• TASK DIRECTIONS:
The lines from the top of the records below through the one containing "for any abstract" are to be transcribed exactly, and nothing else is to be added.

+ + +

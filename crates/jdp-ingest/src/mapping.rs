//! Per-file mapping specifications
//!
//! One mapping spec per file tag declares how raw columns become entity
//! fields. A column is either a parent binding (`key_mappings`), a child
//! binding (`child_key_mappings`), or explicitly ignored (`keys_to_ignore`,
//! each entry carrying the reason the column is excluded). `primary_key`
//! names the key_mappings columns that form the primary entity's identity,
//! and `enforced_ancestor_types` picks the concrete subtype for any abstract
//! ancestor a child type declares.
//!
//! # Format
//! ```yaml
//! file_tag: sprvsn_cntc
//! primary_entity: state_person
//! key_mappings:
//!   ofndr_num: state_person.person_external_id
//! child_key_mappings:
//!   cntc_dt: state_supervision_contact.contact_date
//!   cntc_typ_desc: state_supervision_contact.contact_type
//! primary_key:
//!   - ofndr_num
//! keys_to_ignore:
//!   - column: lan_id
//!     reason: agent login id, never ingested
//! ```

use std::collections::{BTreeMap, BTreeSet};
use std::path::Path;

use serde::{Deserialize, Serialize};

use crate::error::{IngestError, Result};
use crate::schema::EntityCatalog;

/// A `entity_type.field` target written in a mapping file
#[derive(Debug, Clone, PartialEq, Eq, Serialize, Deserialize)]
#[serde(try_from = "String", into = "String")]
pub struct FieldRef {
    pub entity_type: String,
    pub field: String,
}

impl TryFrom<String> for FieldRef {
    type Error = String;

    fn try_from(value: String) -> std::result::Result<Self, Self::Error> {
        match value.split_once('.') {
            Some((entity_type, field)) if !entity_type.is_empty() && !field.is_empty() => {
                Ok(Self {
                    entity_type: entity_type.to_string(),
                    field: field.to_string(),
                })
            },
            _ => Err(format!(
                "expected 'entity_type.field', got '{}'",
                value
            )),
        }
    }
}

impl From<FieldRef> for String {
    fn from(value: FieldRef) -> Self {
        format!("{}.{}", value.entity_type, value.field)
    }
}

impl std::fmt::Display for FieldRef {
    fn fmt(&self, f: &mut std::fmt::Formatter<'_>) -> std::fmt::Result {
        write!(f, "{}.{}", self.entity_type, self.field)
    }
}

/// An ignored column, conventionally annotated with the reason
#[derive(Debug, Clone, PartialEq, Eq, Serialize, Deserialize)]
#[serde(untagged)]
pub enum IgnoreEntry {
    /// Bare column name
    Bare(String),
    /// Column with a documented exclusion reason
    Annotated {
        column: String,
        #[serde(default, skip_serializing_if = "Option::is_none")]
        reason: Option<String>,
    },
}

impl IgnoreEntry {
    pub fn column(&self) -> &str {
        match self {
            IgnoreEntry::Bare(column) => column,
            IgnoreEntry::Annotated { column, .. } => column,
        }
    }
}

/// Mapping specification for one file tag
#[derive(Debug, Clone, Serialize, Deserialize)]
pub struct MappingSpec {
    pub file_tag: String,
    /// Entity type the file's parent bindings construct
    pub primary_entity: String,
    /// Raw column → field on the primary entity
    #[serde(default)]
    pub key_mappings: BTreeMap<String, FieldRef>,
    /// Raw column → field on a child entity built from the same row
    #[serde(default)]
    pub child_key_mappings: BTreeMap<String, FieldRef>,
    /// key_mappings columns forming the primary entity's identity, in order
    pub primary_key: Vec<String>,
    /// Abstract ancestor type → concrete subtype enforced for this file
    #[serde(default)]
    pub enforced_ancestor_types: BTreeMap<String, String>,
    /// Columns deliberately excluded from mapping
    #[serde(default)]
    pub keys_to_ignore: Vec<IgnoreEntry>,
}

impl MappingSpec {
    /// Load a mapping spec from a YAML file (validation happens separately,
    /// against the entity catalog)
    pub fn load(path: impl AsRef<Path>) -> Result<Self> {
        let content = std::fs::read_to_string(path)?;
        Self::from_yaml_str(&content)
    }

    /// Parse a mapping spec from a YAML string
    pub fn from_yaml_str(yaml: &str) -> Result<Self> {
        Ok(serde_yaml::from_str(yaml)?)
    }

    /// The set of explicitly ignored columns
    pub fn ignored_columns(&self) -> BTreeSet<&str> {
        self.keys_to_ignore.iter().map(IgnoreEntry::column).collect()
    }

    /// Every child entity type this file produces
    pub fn child_entity_types(&self) -> BTreeSet<&str> {
        self.child_key_mappings
            .values()
            .map(|target| target.entity_type.as_str())
            .collect()
    }

    /// Cross-check this mapping against the entity catalog.
    ///
    /// All violations here are configuration errors: they fail the region
    /// load before any row is processed.
    pub fn validate(&self, catalog: &EntityCatalog) -> Result<()> {
        let config = |message: String| {
            IngestError::config(
                format!("mapping '{}'", self.file_tag),
                message,
            )
        };

        if self.primary_key.is_empty() {
            return Err(config("primary_key must not be empty".to_string()));
        }

        let primary_schema = catalog
            .get(&self.primary_entity)
            .ok_or_else(|| config(format!("unknown primary_entity '{}'", self.primary_entity)))?;

        let ignored = self.ignored_columns();

        // A column cannot be both mapped and ignored, or mapped twice.
        for column in self.key_mappings.keys() {
            if ignored.contains(column.as_str()) {
                return Err(config(format!(
                    "column '{}' is both mapped and ignored",
                    column
                )));
            }
            if self.child_key_mappings.contains_key(column) {
                return Err(config(format!(
                    "column '{}' appears in both key_mappings and child_key_mappings",
                    column
                )));
            }
        }
        for column in self.child_key_mappings.keys() {
            if ignored.contains(column.as_str()) {
                return Err(config(format!(
                    "column '{}' is both mapped and ignored",
                    column
                )));
            }
        }

        // Parent bindings must target declared fields of the primary entity.
        for (column, target) in &self.key_mappings {
            if target.entity_type != self.primary_entity {
                return Err(config(format!(
                    "key_mappings column '{}' targets '{}', expected primary entity '{}'",
                    column, target.entity_type, self.primary_entity
                )));
            }
            if primary_schema.field_type(&target.field).is_none() {
                return Err(config(format!(
                    "key_mappings column '{}' targets unknown field '{}'",
                    column, target
                )));
            }
        }

        // Child bindings must target declared fields of known child types,
        // and a child type must declare an ancestor to link through.
        for (column, target) in &self.child_key_mappings {
            if target.entity_type == self.primary_entity {
                return Err(config(format!(
                    "child_key_mappings column '{}' targets the primary entity '{}'",
                    column, self.primary_entity
                )));
            }
            let child_schema = catalog.get(&target.entity_type).ok_or_else(|| {
                config(format!(
                    "child_key_mappings column '{}' targets unknown entity '{}'",
                    column, target.entity_type
                ))
            })?;
            if child_schema.field_type(&target.field).is_none() {
                return Err(config(format!(
                    "child_key_mappings column '{}' targets unknown field '{}'",
                    column, target
                )));
            }
            if child_schema.ancestor.is_none() {
                return Err(config(format!(
                    "child entity '{}' declares no ancestor to link through",
                    target.entity_type
                )));
            }
        }

        // The declared identity must be made of key_mappings columns, and a
        // column cannot simultaneously be ignored and a key component.
        for column in &self.primary_key {
            if ignored.contains(column.as_str()) {
                return Err(config(format!(
                    "column '{}' is both in keys_to_ignore and primary_key",
                    column
                )));
            }
            if !self.key_mappings.contains_key(column) {
                return Err(config(format!(
                    "primary_key column '{}' is not bound in key_mappings",
                    column
                )));
            }
        }

        // The identity columns must cover exactly the primary entity's
        // declared key fields.
        let mapped_key_fields: BTreeSet<&str> = self
            .primary_key
            .iter()
            .filter_map(|column| self.key_mappings.get(column))
            .map(|target| target.field.as_str())
            .collect();
        let schema_key_fields: BTreeSet<&str> = primary_schema
            .primary_key
            .iter()
            .map(String::as_str)
            .collect();
        if mapped_key_fields != schema_key_fields {
            return Err(config(format!(
                "primary_key columns map to fields {:?}, but entity '{}' declares identity {:?}",
                mapped_key_fields, self.primary_entity, schema_key_fields
            )));
        }

        // Enforcements must pair a declared abstract with one of its subtypes.
        for (abstract_type, concrete) in &self.enforced_ancestor_types {
            let subtypes = catalog.concrete_subtypes(abstract_type).ok_or_else(|| {
                config(format!(
                    "enforced_ancestor_types names unknown abstract type '{}'",
                    abstract_type
                ))
            })?;
            if !subtypes.contains(concrete) {
                return Err(config(format!(
                    "'{}' is not a declared subtype of '{}'",
                    concrete, abstract_type
                )));
            }
        }

        Ok(())
    }
}

#[cfg(test)]
mod tests {
    use super::*;

    const CATALOG: &str = r#"
entities:
  state_person:
    fields:
      person_external_id: numeric_id
      surname: string
    primary_key: [person_external_id]
  state_supervision_contact:
    ancestor: state_person
    fields:
      contact_date: date
      contact_type: enum_code
    primary_key: [contact_date]
abstract_types: {}
"#;

    const MAPPING: &str = r#"
file_tag: sprvsn_cntc
primary_entity: state_person
key_mappings:
  ofndr_num: state_person.person_external_id
child_key_mappings:
  cntc_dt: state_supervision_contact.contact_date
  cntc_typ_desc: state_supervision_contact.contact_type
primary_key:
  - ofndr_num
keys_to_ignore:
  - column: lan_id
    reason: agent login id, never ingested
  - updt_dt
"#;

    fn catalog() -> EntityCatalog {
        EntityCatalog::from_yaml_str(CATALOG).unwrap()
    }

    #[test]
    fn test_parse_and_validate() {
        let spec = MappingSpec::from_yaml_str(MAPPING).unwrap();
        spec.validate(&catalog()).unwrap();

        assert_eq!(spec.primary_entity, "state_person");
        assert_eq!(
            spec.key_mappings["ofndr_num"],
            FieldRef {
                entity_type: "state_person".to_string(),
                field: "person_external_id".to_string()
            }
        );
        assert_eq!(
            spec.ignored_columns(),
            ["lan_id", "updt_dt"].into_iter().collect()
        );
        assert_eq!(
            spec.child_entity_types(),
            ["state_supervision_contact"].into_iter().collect()
        );
    }

    #[test]
    fn test_field_ref_rejects_missing_dot() {
        let err = FieldRef::try_from("state_person".to_string()).unwrap_err();
        assert!(err.contains("entity_type.field"));
    }

    #[test]
    fn test_ignored_primary_key_column_is_config_error() {
        let yaml = r#"
file_tag: sprvsn_cntc
primary_entity: state_person
key_mappings:
  ofndr_num: state_person.person_external_id
primary_key: [ofndr_num]
keys_to_ignore: [ofndr_num]
"#;
        let spec = MappingSpec::from_yaml_str(yaml).unwrap();
        let err = spec.validate(&catalog()).unwrap_err();
        assert!(err
            .to_string()
            .contains("both mapped and ignored"));
    }

    #[test]
    fn test_primary_key_must_be_bound() {
        let yaml = r#"
file_tag: sprvsn_cntc
primary_entity: state_person
key_mappings:
  ofndr_num: state_person.person_external_id
primary_key: [body_loc_cd]
"#;
        let spec = MappingSpec::from_yaml_str(yaml).unwrap();
        let err = spec.validate(&catalog()).unwrap_err();
        assert!(err.to_string().contains("not bound in key_mappings"));
    }

    #[test]
    fn test_key_mapping_must_target_primary_entity() {
        let yaml = r#"
file_tag: sprvsn_cntc
primary_entity: state_person
key_mappings:
  cntc_dt: state_supervision_contact.contact_date
primary_key: [cntc_dt]
"#;
        let spec = MappingSpec::from_yaml_str(yaml).unwrap();
        let err = spec.validate(&catalog()).unwrap_err();
        assert!(err.to_string().contains("expected primary entity"));
    }

    #[test]
    fn test_unknown_field_rejected() {
        let yaml = r#"
file_tag: sprvsn_cntc
primary_entity: state_person
key_mappings:
  ofndr_num: state_person.person_external_id
  agnt_name: state_person.agent_name
primary_key: [ofndr_num]
"#;
        let spec = MappingSpec::from_yaml_str(yaml).unwrap();
        let err = spec.validate(&catalog()).unwrap_err();
        assert!(err.to_string().contains("unknown field"));
    }

    #[test]
    fn test_identity_must_cover_schema_key() {
        let yaml = r#"
file_tag: sprvsn_cntc
primary_entity: state_person
key_mappings:
  ofndr_num: state_person.person_external_id
  name: state_person.surname
primary_key: [name]
"#;
        let spec = MappingSpec::from_yaml_str(yaml).unwrap();
        let err = spec.validate(&catalog()).unwrap_err();
        assert!(err.to_string().contains("declares identity"));
    }
}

+ + +

• SOLUTION TO THIS EXERCISE:
filename crates/jdp-ingest/src/mapping.rs
//! Per-file mapping specifications
//!
//! One mapping spec per file tag declares how raw columns become entity
//! fields. A column is either a parent binding (`key_mappings`), a child
//! binding (`child_key_mappings`), or explicitly ignored (`keys_to_ignore`,
//! each entry carrying the reason the column is excluded). `primary_key`
//! names the key_mappings columns that form the primary entity's identity,
//! and `enforced_ancestor_types` picks the concrete subtype for any abstract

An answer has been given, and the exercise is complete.